‘Sound science’?: A different perspective |
April 2007
I found Joel Salatin’s article ‘‘sound science’ is killing us’ very stimulating and thought provoking. While I fully agree with Joel’s cry that we need to hold to our hearts, his withering attack on science did not sit so comfortably with me. To me organics is science based, so Joel’s attack on science makes no sense, but he is still correct that science is being used to justify things that organics abhors. How do we get out of this apparent contradiction. I can’t think of any non-academic articles that directly discusses the relationship between science and organics, which is odd considering its importance, so I hope to be able to shed some light on this issue.
As this is a very controversial and emotive area, I should explain the perspective I am coming from. This is also very much an opinion piece, it is, as the title says, a perspective, not a conclusion, I expect people to disagree with me.
Professionally I trained in commercial horticulture and managed organic horticultural units growing vegetables and fresh herbs before moving into scientific research in organic horticultural production including completing a PhD. I feel this gives me a pretty good perspective on organics, getting my hands dirty down on the farm and in practical science. I also have a strong interest in politics, philosophy including the philosophy and origins of science, and other branches of science including, physics, computation and information theory, biology and evolution. I hope this background allows me to bring a wider perspective to this discussion.
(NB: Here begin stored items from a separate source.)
//! The interchangeable receive strategies.
//!
//! Every UDP strategy implements the same contract: loop over
//! receive→mutate→send on a bound socket until the shutdown flag is
//! observed or the receive fails for real, then return the number of
//! datagrams echoed. They differ only in how (and how long) they
//! suspend waiting for traffic. `packet` is the odd one out: it never
//! touches a UDP socket and is dispatched separately by the caller.

use std::fmt;
use std::sync::atomic::AtomicBool;
use std::time::Duration;

use clap::ValueEnum;

pub mod common;
pub(crate) mod sys;

pub mod batched;
pub mod blocking;
pub mod event;
pub mod nonblocking;
pub mod packet;
pub mod polling;
pub mod select_wait;
pub mod uring;

/// Largest datagram any strategy will accept. Plenty for plain-UDP DNS
/// queries; anything bigger is truncated by the kernel and will fail the
/// echo comparison on the client side, which is the client's problem.
pub const MAX_DATAGRAM: usize = 512;

#[derive(Copy, Clone, Debug, PartialEq, Eq, ValueEnum)]
pub enum EchoMode {
  /// Blocking single-datagram receive, bounded by the socket timeout.
  Blocking,
  /// Nonblocking single-datagram receive, spins on "no data".
  Nonblocking,
  /// poll(2) readiness wait before each receive.
  Polling,
  /// select(2) readiness wait before each receive.
  Select,
  /// One recvmmsg call fills up to 16 datagram slots at a time.
  Batched,
  /// Persistent read event on a mio reactor.
  Event,
  /// io_uring recvmsg/sendmsg slot ring.
  Uring,
  /// Raw AF_PACKET fast path with kernel fanout (needs -i).
  Packet,
}

impl EchoMode {
  /// Run this strategy's loop on a bound UDP socket until `quit` is set.
  ///
  /// `Packet` never runs over a UDP socket; the caller dispatches it to
  /// [`packet::run`] instead.
  pub fn run(self, sock: &common::EchoSocket, quit: &AtomicBool, timeout: Duration) -> u64 {
    match self {
      EchoMode::Blocking => blocking::run(sock, quit),
      EchoMode::Nonblocking => nonblocking::run(sock, quit),
      EchoMode::Polling => polling::run(sock, quit, timeout),
      EchoMode::Select => select_wait::run(sock, quit, timeout),
      EchoMode::Batched => batched::run(sock, quit),
      EchoMode::Event => event::run(sock, quit, timeout),
      EchoMode::Uring => uring::run(sock, quit, timeout),
      EchoMode::Packet => unreachable!("packet mode does not use a UDP socket"),
    }
  }
}

impl fmt::Display for EchoMode {
  fn fmt(&self, f: &mut fmt::Formatter<'_>) -> fmt::Result {
    let name = match self {
      EchoMode::Blocking => "blocking",
      EchoMode::Nonblocking => "nonblocking",
      EchoMode::Polling => "polling",
      EchoMode::Select => "select",
      EchoMode::Batched => "batched",
      EchoMode::Event => "event",
      EchoMode::Uring => "uring",
      EchoMode::Packet => "packet",
    };
    f.write_str(name)
  }
}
Now, to bring in a gross oversimplification, there are two kinds of scientists, those for whom science is a 9-to-5 job and then there are those who are philosophically and politically committed to Science. I used a capital S on the latter science to indicate the huge difference between the two (and do so throughout this article). So, what is the difference between scientists and Scientists? I should clarify at this point that I consider myself a Scientist.
You may be surprised to learn that many scientists, especially those in the foot soldier ranks, are blissfully ignorant of the foundations of Science and its position in philosophical discourse. They are well trained (like soldiers) in the tools of their trade and use the scientific method to great effect to understand and explain the nature of reality, but they are only as well informed as lay people about the origins and philosophy of Science. To use a simile, a footballer can be a great player without the faintest knowledge of the origins or evolution of the game. To me, however, it’s a bit like going to church because you like the singing but not being bothered about all the stuff about god. It’s a castle-in-the-air position; you have no idea what’s supporting you or why the rules of the game are what they are. This explains why there are a fair number of scientists who can, apparently paradoxically, believe in god, the creation, doubt the law of evolution and lots of unscientific things; science is just a job they leave at the office. Scientists on the other hand have, by definition, to understand the origins and nature of Science and are politically and philosophically committed to Science. You won’t find (m)any creationists here, only agnostics and atheists, the prime example of which is the Arch-Atheist Richard Dawkins. I read Dawkins’ the ‘Selfish Gene’ when I was at school and consider it one of my seminal influences. I also place myself in the ranks behind Dawkins in the battle against anti-science. However, Dawkins is very anti-organics as he considers it anti-science while I am clearly pro organics and pro Science. How can this be? Yet another contradiction! The answer, I believe, lies beyond the limits of science in ethics. Ethics is also where my disagreement with Joel, and the relationship between organics and science is resolved. However, first I need to lay a (very thin) foundation on which to advance my arguments, or to continue the religious metaphor make sure we are all singing from the same hymn book.
First, up we need an explanation of what Science is. However, you may be further surprised to hear that this is still a contentious issue, so please, don’t take this as the last word. It is also a bare bones explanation, most of the supporting argument is left out, and some very crude simplifications have been made for the sake of brevity.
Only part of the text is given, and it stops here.